Return the listing below word for word.

────

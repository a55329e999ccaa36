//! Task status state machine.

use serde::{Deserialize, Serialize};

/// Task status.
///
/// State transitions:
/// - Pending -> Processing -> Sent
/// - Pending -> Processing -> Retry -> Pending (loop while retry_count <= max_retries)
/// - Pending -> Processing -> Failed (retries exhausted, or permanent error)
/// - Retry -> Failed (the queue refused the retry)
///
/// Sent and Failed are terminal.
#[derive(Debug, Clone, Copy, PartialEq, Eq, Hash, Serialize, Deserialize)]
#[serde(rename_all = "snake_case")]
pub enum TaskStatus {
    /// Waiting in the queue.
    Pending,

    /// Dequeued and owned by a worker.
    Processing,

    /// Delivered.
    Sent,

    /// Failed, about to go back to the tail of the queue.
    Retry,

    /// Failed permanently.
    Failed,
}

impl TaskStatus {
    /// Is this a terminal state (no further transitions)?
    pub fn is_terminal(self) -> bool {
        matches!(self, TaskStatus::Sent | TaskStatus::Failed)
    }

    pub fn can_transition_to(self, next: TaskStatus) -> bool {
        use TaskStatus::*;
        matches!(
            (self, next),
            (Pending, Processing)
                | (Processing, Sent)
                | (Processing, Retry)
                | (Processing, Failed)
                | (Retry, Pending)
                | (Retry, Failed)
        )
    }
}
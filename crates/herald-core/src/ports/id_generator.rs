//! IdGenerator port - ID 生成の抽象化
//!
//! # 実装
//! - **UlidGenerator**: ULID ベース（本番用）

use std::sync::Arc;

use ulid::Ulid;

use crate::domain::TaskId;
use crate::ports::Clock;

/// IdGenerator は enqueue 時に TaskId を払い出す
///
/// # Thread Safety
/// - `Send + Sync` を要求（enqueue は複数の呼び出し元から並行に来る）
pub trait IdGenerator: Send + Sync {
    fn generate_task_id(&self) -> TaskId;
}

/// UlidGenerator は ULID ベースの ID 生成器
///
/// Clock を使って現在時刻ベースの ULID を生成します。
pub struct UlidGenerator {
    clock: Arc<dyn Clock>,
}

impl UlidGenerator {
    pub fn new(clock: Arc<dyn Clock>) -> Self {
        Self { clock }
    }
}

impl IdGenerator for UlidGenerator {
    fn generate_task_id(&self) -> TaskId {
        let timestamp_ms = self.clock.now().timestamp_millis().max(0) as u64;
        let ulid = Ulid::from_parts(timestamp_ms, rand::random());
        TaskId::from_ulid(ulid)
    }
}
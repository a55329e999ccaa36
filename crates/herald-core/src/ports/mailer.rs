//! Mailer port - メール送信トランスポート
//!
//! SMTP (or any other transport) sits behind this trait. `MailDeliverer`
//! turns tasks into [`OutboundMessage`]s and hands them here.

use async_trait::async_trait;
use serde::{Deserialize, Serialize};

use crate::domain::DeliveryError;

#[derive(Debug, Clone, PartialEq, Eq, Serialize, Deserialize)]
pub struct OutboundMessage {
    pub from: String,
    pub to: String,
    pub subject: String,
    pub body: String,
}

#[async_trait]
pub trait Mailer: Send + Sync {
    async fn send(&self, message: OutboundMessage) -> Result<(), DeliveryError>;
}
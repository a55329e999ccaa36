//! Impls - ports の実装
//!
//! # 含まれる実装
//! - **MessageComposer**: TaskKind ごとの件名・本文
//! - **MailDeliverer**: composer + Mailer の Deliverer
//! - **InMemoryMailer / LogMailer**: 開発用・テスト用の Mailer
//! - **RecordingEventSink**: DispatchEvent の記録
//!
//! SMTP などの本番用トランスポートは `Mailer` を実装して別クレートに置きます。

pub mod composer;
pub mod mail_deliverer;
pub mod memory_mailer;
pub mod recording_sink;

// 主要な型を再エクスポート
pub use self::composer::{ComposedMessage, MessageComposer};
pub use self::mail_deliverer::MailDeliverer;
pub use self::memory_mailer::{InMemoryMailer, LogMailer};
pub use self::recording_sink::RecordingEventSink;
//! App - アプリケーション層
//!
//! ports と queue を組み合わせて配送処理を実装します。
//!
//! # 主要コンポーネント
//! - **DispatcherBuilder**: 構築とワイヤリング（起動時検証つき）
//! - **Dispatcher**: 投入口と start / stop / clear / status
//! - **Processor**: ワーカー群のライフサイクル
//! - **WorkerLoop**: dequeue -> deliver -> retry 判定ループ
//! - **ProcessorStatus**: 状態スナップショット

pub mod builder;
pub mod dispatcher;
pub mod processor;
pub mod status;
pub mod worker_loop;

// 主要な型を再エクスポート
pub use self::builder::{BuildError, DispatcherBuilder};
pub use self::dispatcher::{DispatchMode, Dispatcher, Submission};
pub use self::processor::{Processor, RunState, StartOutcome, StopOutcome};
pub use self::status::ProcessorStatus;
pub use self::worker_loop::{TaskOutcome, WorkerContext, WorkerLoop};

────

◆ **OUTPUT FOR THIS EXERCISE**
repository a55329e999ccaa36
//! Task status state machine.

use serde::{Deserialize, Serialize};

/// Task status.
///
/// State transitions:
/// - Pending -> Processing -> Sent
/// - Pending -> Processing -> Retry -> Pending (loop while retry_count <= max_retries)
/// - Pending -> Processing -> Failed (retries exhausted, or permanent error)
/// - Retry -> Failed (the queue refused the retry)
///
/// Sent and Failed are terminal.
#[derive(Debug, Clone, Copy, PartialEq, Eq, Hash, Serialize, Deserialize)]
#[serde(rename_all = "snake_case")]
pub enum TaskStatus {
    /// Waiting in the queue.
    Pending,

    /// Dequeued and owned by a worker.
    Processing,

    /// Delivered.
    Sent,

    /// Failed, about to go back to the tail of the queue.
    Retry,

    /// Failed permanently.
    Failed,
}

impl TaskStatus {
    /// Is this a terminal state (no further transitions)?
    pub fn is_terminal(self) -> bool {
        matches!(self, TaskStatus::Sent | TaskStatus::Failed)
    }

    pub fn can_transition_to(self, next: TaskStatus) -> bool {
        use TaskStatus::*;
        matches!(
            (self, next),
            (Pending, Processing)
                | (Processing, Sent)
                | (Processing, Retry)
                | (Processing, Failed)
                | (Retry, Pending)
                | (Retry, Failed)
        )
    }
}
filename crates/herald-core/src/ports/id_generator.rs
//! IdGenerator port - ID 生成の抽象化
//!
//! # 実装
//! - **UlidGenerator**: ULID ベース（本番用）

use std::sync::Arc;

use ulid::Ulid;

use crate::domain::TaskId;
use crate::ports::Clock;

/// IdGenerator は enqueue 時に TaskId を払い出す
///
/// # Thread Safety
/// - `Send + Sync` を要求（enqueue は複数の呼び出し元から並行に来る）
pub trait IdGenerator: Send + Sync {
    fn generate_task_id(&self) -> TaskId;
}

/// UlidGenerator は ULID ベースの ID 生成器
///
/// Clock を使って現在時刻ベースの ULID を生成します。
pub struct UlidGenerator {
    clock: Arc<dyn Clock>,
}

impl UlidGenerator {
    pub fn new(clock: Arc<dyn Clock>) -> Self {
        Self { clock }
    }
}

impl IdGenerator for UlidGenerator {
    fn generate_task_id(&self) -> TaskId {
        let timestamp_ms = self.clock.now().timestamp_millis().max(0) as u64;
        let ulid = Ulid::from_parts(timestamp_ms, rand::random());
        TaskId::from_ulid(ulid)
    }
}
repository a55329e999ccaa36
filename crates/herald-core/src/ports/mailer.rs
//! Mailer port - メール送信トランスポート
//!
//! SMTP (or any other transport) sits behind this trait. `MailDeliverer`
//! turns tasks into [`OutboundMessage`]s and hands them here.

use async_trait::async_trait;
use serde::{Deserialize, Serialize};

use crate::domain::DeliveryError;

#[derive(Debug, Clone, PartialEq, Eq, Serialize, Deserialize)]
pub struct OutboundMessage {
    pub from: String,
    pub to: String,
    pub subject: String,
    pub body: String,
}

#[async_trait]
pub trait Mailer: Send + Sync {
    async fn send(&self, message: OutboundMessage) -> Result<(), DeliveryError>;
}
repository a55329e999ccaa36
//! Impls - ports の実装
//!
//! # 含まれる実装
//! - **MessageComposer**: TaskKind ごとの件名・本文
//! - **MailDeliverer**: composer + Mailer の Deliverer
//! - **InMemoryMailer / LogMailer**: 開発用・テスト用の Mailer
//! - **RecordingEventSink**: DispatchEvent の記録
//!
//! SMTP などの本番用トランスポートは `Mailer` を実装して別クレートに置きます。

pub mod composer;
pub mod mail_deliverer;
pub mod memory_mailer;
pub mod recording_sink;

// 主要な型を再エクスポート
pub use self::composer::{ComposedMessage, MessageComposer};
pub use self::mail_deliverer::MailDeliverer;
pub use self::memory_mailer::{InMemoryMailer, LogMailer};
pub use self::recording_sink::RecordingEventSink;
//! App - アプリケーション層
//!
//! ports と queue を組み合わせて配送処理を実装します。
//!
//! # 主要コンポーネント
//! - **DispatcherBuilder**: 構築とワイヤリング（起動時検証つき）
//! - **Dispatcher**: 投入口と start / stop / clear / status
//! - **Processor**: ワーカー群のライフサイクル
//! - **WorkerLoop**: dequeue -> deliver -> retry 判定ループ
//! - **ProcessorStatus**: 状態スナップショット

pub mod builder;
pub mod dispatcher;
pub mod processor;
pub mod status;
pub mod worker_loop;

// 主要な型を再エクスポート
pub use self::builder::{BuildError, DispatcherBuilder};
pub use self::dispatcher::{DispatchMode, Dispatcher, Submission};
pub use self::processor::{Processor, RunState, StartOutcome, StopOutcome};
pub use self::status::ProcessorStatus;
pub use self::worker_loop::{TaskOutcome, WorkerContext, WorkerLoop};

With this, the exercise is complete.